La crescente produzione mondiale richiederà sempre nuovi mercati di sbocco, e costringerà i nuovi giganti del petrolio ad una guerra economica permanente. E l’Europa diventerà assai presto un terreno di caccia troppo ristretto. Nel 1891 i Rothschild, per aggirare lo strapotere di Rockefeller, si associarono ai mercanti inglesi Sam e Marcus Samuel i quali praticavano l’import-export in Asia ed erano specializzati nel commercio di prodotti esotici e di conchiglie (Shell) che servivano per ricoprire piccole scatole, allora molto di moda nell’Inghilterra vittoriana. In Asia i due fratelli Samuel possedevano depositi nei punti strategici e una collaudata rete commerciale.

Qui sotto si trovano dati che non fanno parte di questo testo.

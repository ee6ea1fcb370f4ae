//! Bid evaluation: best insertion of a candidate subtask into the current path.

use accord_core::SubtaskId;
use accord_state::Award;

use crate::utility::PathContext;

/// Result of evaluating one candidate subtask. Not persisted.
#[derive(Debug, Clone, PartialEq)]
pub struct Bid {
    pub subtask: SubtaskId,
    /// Marginal path utility, the self-bid `c_j`.
    pub value: f64,
    /// Path index the subtask is inserted at.
    pub insertion: usize,
    pub arrival: f64,
    pub cost: f64,
    pub score: f64,
    /// Arrival of every subtask on the resulting path.
    pub arrivals: Vec<(SubtaskId, f64)>,
}

impl Bid {
    pub fn award(&self) -> Award {
        Award {
            bid: self.value,
            arrival: self.arrival,
            cost: self.cost,
            score: self.score,
        }
    }
}

/// Computes marginal bids against an agent's current path.
pub struct BidEvaluator<'a> {
    ctx: PathContext<'a>,
}

impl<'a> BidEvaluator<'a> {
    pub fn new(ctx: PathContext<'a>) -> Self {
        Self { ctx }
    }

    /// Utility of the agent's current path, or `None` if it is infeasible.
    pub fn baseline(&self) -> Option<f64> {
        self.ctx.evaluate(self.ctx.state.path()).map(|v| v.total())
    }

    /// Best insertion of `j` into the current path.
    ///
    /// Every one of the `path.len() + 1` positions is tried. Insertions before
    /// the end pay the reorder penalty. Only strictly positive marginal bids
    /// are returned, and the first position wins ties.
    pub fn evaluate(&self, j: SubtaskId) -> Option<Bid> {
        let baseline = self.baseline()?;
        self.evaluate_against(j, baseline)
    }

    pub(crate) fn evaluate_against(&self, j: SubtaskId, baseline: f64) -> Option<Bid> {
        let path = self.ctx.state.path();
        let mut best: Option<Bid> = None;
        let mut best_value = 0.0;

        for insertion in 0..=path.len() {
            let mut candidate = Vec::with_capacity(path.len() + 1);
            candidate.extend_from_slice(&path[..insertion]);
            candidate.push(j);
            candidate.extend_from_slice(&path[insertion..]);

            let Some(value) = self.ctx.evaluate(&candidate) else {
                continue;
            };
            let mut marginal = value.total() - baseline;
            if insertion < path.len() {
                marginal -= self.ctx.config.reorder_penalty;
            }
            if marginal <= best_value {
                continue;
            }
            if let Some(step) = value.step(j) {
                best_value = marginal;
                best = Some(Bid {
                    subtask: j,
                    value: marginal,
                    insertion,
                    arrival: step.arrival,
                    cost: step.cost(),
                    score: step.score,
                    arrivals: value.arrivals(),
                });
            }
        }

        best
    }
}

Divenuto agente generale della Bnito, il Consorzio petrolifero dei Rothschild in Russia, Marcus cominciò a trasportare con i suoi cargo il petrolio russo destinato all’Asia. Con una politica commerciale molto aggressiva, i Samuel misero segretamente in cantiere la costruzione di una flotta di nove petroliere con i requisiti richiesti dai responsabili inglesi del canale di Suez: nel 1892 la prima petroliera dal nome di una conchiglia, la Murex, attraversò il canale con destinazione estremo Oriente. La nuova rotta abbreviava enormemente il percorso e aumentava il vantaggio competitivo sulla Standard.

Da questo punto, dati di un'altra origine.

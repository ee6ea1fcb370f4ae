//! Round-scoped message delivery between agents.

use std::collections::{BTreeMap, HashMap, HashSet};
use std::time::Duration;

use accord_core::{AccordError, AgentId, Result};
use accord_state::PlanSnapshot;
use async_trait::async_trait;
use tokio::sync::mpsc;
use tokio::time::Instant;
use tracing::{debug, info, warn};

use crate::protocol::ConsensusMessage;

/// Queue depth of every bus inbox.
const INBOX_CAPACITY: usize = 1024;

/// Everything delivered for one round.
#[derive(Debug, Clone, Default)]
pub struct RoundDelivery {
    /// Snapshots for the round, ordered by sender.
    pub snapshots: Vec<PlanSnapshot>,
    /// Peers that announced they are leaving.
    pub departed: Vec<AgentId>,
    /// Expected peers not heard from before the timeout.
    pub missing: Vec<AgentId>,
}

impl RoundDelivery {
    pub fn is_complete(&self) -> bool {
        self.missing.is_empty()
    }
}

/// Broadcast and per-round barrier receive.
#[async_trait]
pub trait Transport: Send {
    /// The agent this endpoint belongs to.
    fn agent(&self) -> AgentId;

    /// Send `message` to every other agent.
    async fn broadcast(&mut self, message: ConsensusMessage) -> Result<()>;

    /// Wait for the round-`round` snapshot of every agent in `expected`.
    ///
    /// Without a timeout this waits until every expected peer has either sent
    /// its snapshot or left. With one, peers still outstanding when it fires
    /// are reported in [`RoundDelivery::missing`].
    async fn receive_all(
        &mut self,
        round: u64,
        expected: &[AgentId],
        timeout: Option<Duration>,
    ) -> Result<RoundDelivery>;
}

/// In-process bus connecting a fixed set of agents.
pub struct InMemoryBus;

impl InMemoryBus {
    /// Create one connected endpoint per agent, in the order given.
    pub fn connect(agents: &[AgentId]) -> Vec<BusEndpoint> {
        let (senders, inboxes): (Vec<_>, Vec<_>) = agents
            .iter()
            .map(|_| mpsc::channel::<ConsensusMessage>(INBOX_CAPACITY))
            .unzip();

        agents
            .iter()
            .zip(inboxes)
            .map(|(&agent, inbox)| BusEndpoint {
                agent,
                peers: agents
                    .iter()
                    .zip(&senders)
                    .filter(|(peer, _)| **peer != agent)
                    .map(|(&peer, tx)| (peer, tx.clone()))
                    .collect(),
                inbox,
                pending: BTreeMap::new(),
            })
            .collect()
    }
}

/// One agent's connection to an [`InMemoryBus`].
pub struct BusEndpoint {
    agent: AgentId,
    peers: Vec<(AgentId, mpsc::Sender<ConsensusMessage>)>,
    inbox: mpsc::Receiver<ConsensusMessage>,
    /// Snapshots that arrived ahead of the round being collected.
    pending: BTreeMap<u64, Vec<PlanSnapshot>>,
}

impl BusEndpoint {
    /// Agents this endpoint broadcasts to.
    pub fn peers(&self) -> Vec<AgentId> {
        self.peers.iter().map(|(peer, _)| *peer).collect()
    }
}

#[async_trait]
impl Transport for BusEndpoint {
    fn agent(&self) -> AgentId {
        self.agent
    }

    async fn broadcast(&mut self, message: ConsensusMessage) -> Result<()> {
        for (peer, tx) in &self.peers {
            if tx.send(message.clone()).await.is_err() {
                debug!("Agent {} not delivering to {}: endpoint closed", self.agent, peer);
            }
        }
        Ok(())
    }

    async fn receive_all(
        &mut self,
        round: u64,
        expected: &[AgentId],
        timeout: Option<Duration>,
    ) -> Result<RoundDelivery> {
        let mut waiting: HashSet<AgentId> = expected
            .iter()
            .copied()
            .filter(|&peer| peer != self.agent)
            .collect();
        let mut received: HashMap<AgentId, PlanSnapshot> = HashMap::new();
        let mut departed = Vec::new();

        for snapshot in self.pending.remove(&round).unwrap_or_default() {
            if waiting.remove(&snapshot.sender) {
                received.insert(snapshot.sender, snapshot);
            }
        }
        self.pending.retain(|&r, _| r > round);

        let deadline = timeout.map(|t| Instant::now() + t);
        while !waiting.is_empty() {
            let next = match deadline {
                Some(deadline) => {
                    match tokio::time::timeout_at(deadline, self.inbox.recv()).await {
                        Ok(next) => next,
                        Err(_) => {
                            warn!(
                                "Agent {} timed out in round {} waiting for {} peers",
                                self.agent,
                                round,
                                waiting.len()
                            );
                            break;
                        }
                    }
                }
                None => self.inbox.recv().await,
            };
            let Some(message) = next else {
                return Err(AccordError::Transport(format!(
                    "inbox of agent {} closed in round {}",
                    self.agent, round
                )));
            };

            match message {
                ConsensusMessage::Results(snapshot) if snapshot.round == round => {
                    if waiting.remove(&snapshot.sender) {
                        received.insert(snapshot.sender, snapshot);
                    }
                }
                ConsensusMessage::Results(snapshot) if snapshot.round > round => {
                    self.pending.entry(snapshot.round).or_default().push(snapshot);
                }
                ConsensusMessage::Results(snapshot) => {
                    debug!(
                        "Agent {} dropping stale round {} snapshot from {}",
                        self.agent, snapshot.round, snapshot.sender
                    );
                }
                ConsensusMessage::Leave { agent, reason } => {
                    info!("Agent {} left the session: {}", agent, reason);
                    waiting.remove(&agent);
                    departed.push(agent);
                }
            }
        }

        let mut snapshots: Vec<PlanSnapshot> = received.into_values().collect();
        snapshots.sort_by_key(|s| s.sender);
        let mut missing: Vec<AgentId> = waiting.into_iter().collect();
        missing.sort();

        Ok(RoundDelivery {
            snapshots,
            departed,
            missing,
        })
    }
}
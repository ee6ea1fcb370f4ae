//! Static description of an agent taking part in the auction.

use serde::{Deserialize, Serialize};

use crate::error::{AccordError, Result};
use crate::types::{AgentId, Capability, Position};

/// Capabilities, kinematics and cost coefficients of one agent.
#[derive(Debug, Clone, Serialize, Deserialize)]
pub struct AgentProfile {
    /// Unique identity used in winner records.
    #[serde(default)]
    pub id: AgentId,

    /// Human-readable name for logs.
    pub name: String,

    /// Capabilities carried by the agent.
    pub capabilities: Vec<Capability>,

    /// Position at the start of planning.
    pub position: Position,

    /// Time at which the agent becomes available.
    #[serde(default)]
    pub start_time: f64,

    /// Cruise speed in distance units per time unit.
    #[serde(default = "default_speed")]
    pub speed: f64,

    /// Cost per unit of distance travelled.
    #[serde(default)]
    pub travel_cost: f64,

    /// Penalty paid when joining a coalition.
    #[serde(default)]
    pub merge_cost: f64,

    /// Penalty paid when leaving a coalition.
    #[serde(default)]
    pub split_cost: f64,

    /// Resource budget against which proportional execution costs are charged.
    #[serde(default)]
    pub resources: f64,
}

fn default_speed() -> f64 {
    1.0
}

impl AgentProfile {
    /// Create a profile at `position` with no capabilities and zero costs.
    pub fn new(name: impl Into<String>, position: Position) -> Self {
        Self {
            id: AgentId::new(),
            name: name.into(),
            capabilities: Vec::new(),
            position,
            start_time: 0.0,
            speed: default_speed(),
            travel_cost: 0.0,
            merge_cost: 0.0,
            split_cost: 0.0,
            resources: 0.0,
        }
    }

    /// Add a capability.
    pub fn with_capability(mut self, capability: impl Into<Capability>) -> Self {
        self.capabilities.push(capability.into());
        self
    }

    /// Set the cruise speed.
    pub fn with_speed(mut self, speed: f64) -> Self {
        self.speed = speed;
        self
    }

    /// Set the per-distance travel cost.
    pub fn with_travel_cost(mut self, cost: f64) -> Self {
        self.travel_cost = cost;
        self
    }

    /// Set coalition merge and split penalties.
    pub fn with_coalition_costs(mut self, merge: f64, split: f64) -> Self {
        self.merge_cost = merge;
        self.split_cost = split;
        self
    }

    /// Set the resource budget.
    pub fn with_resources(mut self, resources: f64) -> Self {
        self.resources = resources;
        self
    }

    /// Set the time at which the agent becomes available.
    pub fn with_start_time(mut self, start_time: f64) -> Self {
        self.start_time = start_time;
        self
    }

    pub fn has_capability(&self, capability: &Capability) -> bool {
        self.capabilities.contains(capability)
    }

    /// Reject non-positive speeds and negative cost coefficients.
    pub fn validate(&self) -> Result<()> {
        let invalid = |message: String| AccordError::InvalidConfig { message };

        if !(self.speed > 0.0 && self.speed.is_finite()) {
            return Err(invalid(format!(
                "agent {} has non-positive speed {}",
                self.name, self.speed
            )));
        }
        let costs = [
            ("travel cost", self.travel_cost),
            ("merge cost", self.merge_cost),
            ("split cost", self.split_cost),
            ("resources", self.resources),
        ];
        for (what, value) in costs {
            if !(value >= 0.0 && value.is_finite()) {
                return Err(invalid(format!("agent {} has invalid {} {}", self.name, what, value)));
            }
        }
        Ok(())
    }
}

La riuscita del progetto mise a nudo il ritardo della Standard nel sistema del trasporto verso l’Asia, col petrolio che viaggiava ancora nei barili. Ma la guerra dei prezzi scatenata da Rockefeller in tutto il mondo, se causò il fallimento di centinaia di piccoli produttori, non riuscì a scalfire il controllo sul petrolio russo dei Samuel, forte delle petroliere e di una collaudata rete di capisaldi commerciali. Anzi, allargarono il loro impero: nel 1897, dopo aver ottenuto una concessione nel Borneo, fondarono la “Shell Transport and Trading Company”. All’inizio del Novecento, dopo che a Londra si era saputo del nuovo giacimento texano di Spindletop, Marcus sbarcò addirittura in America. La Shell, da una parte voleva svincolarsi dalla dipendenza dal petrolio russo, dall’altra mettere le mani sul greggio texano che, pur scadente per l’illuminazione, era adatto per produrre nafta per le navi. Samuel firmò un contratto con la Gulf con il quale si impegnava, per la durata di venti anni, a ritirare ad un prezzo fissato 100 mila tonnellate di petrolio all’anno, la metà dell’intera produzione.

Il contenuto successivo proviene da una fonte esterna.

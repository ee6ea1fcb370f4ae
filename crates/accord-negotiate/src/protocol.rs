//! Consensus protocol messages and the execution handoff.

use accord_core::{AgentId, SubtaskId};
use accord_state::{LocalPlanState, PlanSnapshot};
use chrono::{DateTime, Utc};
use serde::{Deserialize, Serialize};

/// Message types exchanged between agents.
#[derive(Debug, Clone, Serialize, Deserialize)]
#[serde(tag = "type", rename_all = "snake_case")]
pub enum ConsensusMessage {
    /// An agent's plan state for one round.
    Results(PlanSnapshot),

    /// An agent stops participating; peers no longer wait for it.
    Leave { agent: AgentId, reason: String },
}

impl ConsensusMessage {
    /// The agent that produced the message.
    pub fn sender(&self) -> AgentId {
        match self {
            ConsensusMessage::Results(snapshot) => snapshot.sender,
            ConsensusMessage::Leave { agent, .. } => *agent,
        }
    }

    /// Round the message belongs to, if it is round-scoped.
    pub fn round(&self) -> Option<u64> {
        match self {
            ConsensusMessage::Results(snapshot) => Some(snapshot.round),
            ConsensusMessage::Leave { .. } => None,
        }
    }
}

/// Final assignment of one agent, handed to the execution side.
#[derive(Debug, Clone, Serialize, Deserialize)]
pub struct ExecutionHandoff {
    pub agent: AgentId,

    /// Planning cycle that produced the assignment.
    pub cycle: u32,

    /// Consensus rounds the cycle took.
    pub rounds: u64,

    /// Subtasks in insertion order.
    pub bundle: Vec<SubtaskId>,

    /// Subtasks in execution order.
    pub path: Vec<SubtaskId>,

    /// Arrival time at each path entry.
    pub arrival_times: Vec<f64>,

    /// Coalition partners at each path entry.
    pub coalitions: Vec<Vec<AgentId>>,

    /// False when the round limit was hit before global convergence.
    pub converged: bool,

    pub handed_off_at: DateTime<Utc>,
}

impl ExecutionHandoff {
    pub fn from_state(state: &LocalPlanState, cycle: u32, rounds: u64, converged: bool) -> Self {
        Self {
            agent: state.owner(),
            cycle,
            rounds,
            bundle: state.bundle().to_vec(),
            path: state.path().to_vec(),
            arrival_times: state.arrival_times(),
            coalitions: state.coalitions().to_vec(),
            converged,
            handed_off_at: Utc::now(),
        }
    }

    /// Returns true if the agent was assigned nothing.
    pub fn is_empty(&self) -> bool {
        self.path.is_empty()
    }
}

Marcus Samuel non era il primo ad aver messo gli occhi sull’Indonesia. Un’altra società più piccola, fondata a Rotterdam nel 1885 da August Kessler, la “Royal Dutch”, aveva scoperto giacimenti petroliferi nell’isola di Sumatra, nell’Indonesia olandese, e vi aveva costruito una pipeline e una raffineria per smerciare sui mercati asiatici il petrolio con marchio Crow Oil. La Compagnia era sotto l’ala protettrice del re d’Olanda in persona, Guglielmo III, che aveva concesso l’uso del titolo “Royal” nella ragione sociale e vietava l’attracco delle navi dei Samuel nei porti delle Indie olandesi.

Questa società, che controllava il terzo polo petrolifero mondiale, attirò l’interesse della Standard Oil, che aveva assoluto bisogno di una fonte di petrolio più vicina al mercato asiatico. Ma la proposta americana di quadruplicare il capitale della Royal Dutch, a patto di detenerne le azioni supplementari e quindi il controllo, non venne accettata dai dirigenti olandesi, evidentemente non all’oscuro dei metodi subdoli usati da Rockefeller per impadronirsi delle aziende concorrenti. A questo punto, gli uomini di Rockefeller, sempre più decisi a neutralizzare il fastidioso intruso, tentarono un accordo con Marcus Samuel. Ma quest’ultimo preferì accordarsi con la Royal Dutch, anche per mettere fine alla sua rovinosa guerra commerciale con questa società in atto sui mercati asiatici.

Ma aveva sbagliato i conti, perché il gioco alla fine fu condotto alle condizioni di Henry Deterding, un giovane e brillante contabile di Singapore scelto da Kessler come esperto del mondo del petrolio e che nel 1900, a soli ventinove anni, era stato nominato direttore della Compagnia olandese, e che doveva passare alla storia come “l’architetto della rovina della Shell”. Deterding aveva la spregiudicatezza e la decisione che mancavano ormai a Sir Marcus Samuel il quale, diventato baronetto del petrolio e sindaco di Londra, era ormai al culmine della carriera, distratto dagli affari per gli impegni mondani e la vita di gentiluomo di campagna. Deterding invece, che controllava riserve di enorme valore nelle Indie orientali, era in grado di pagare dividendi del 50% contro appena il 5% pagato dalla Shell. Inoltre era riuscito a consorziare gli altri principali produttori in una nuova concentrazione guidata dalla sua Compagnia, fedele al motto di Kessler “la collaborazione fa la forza”.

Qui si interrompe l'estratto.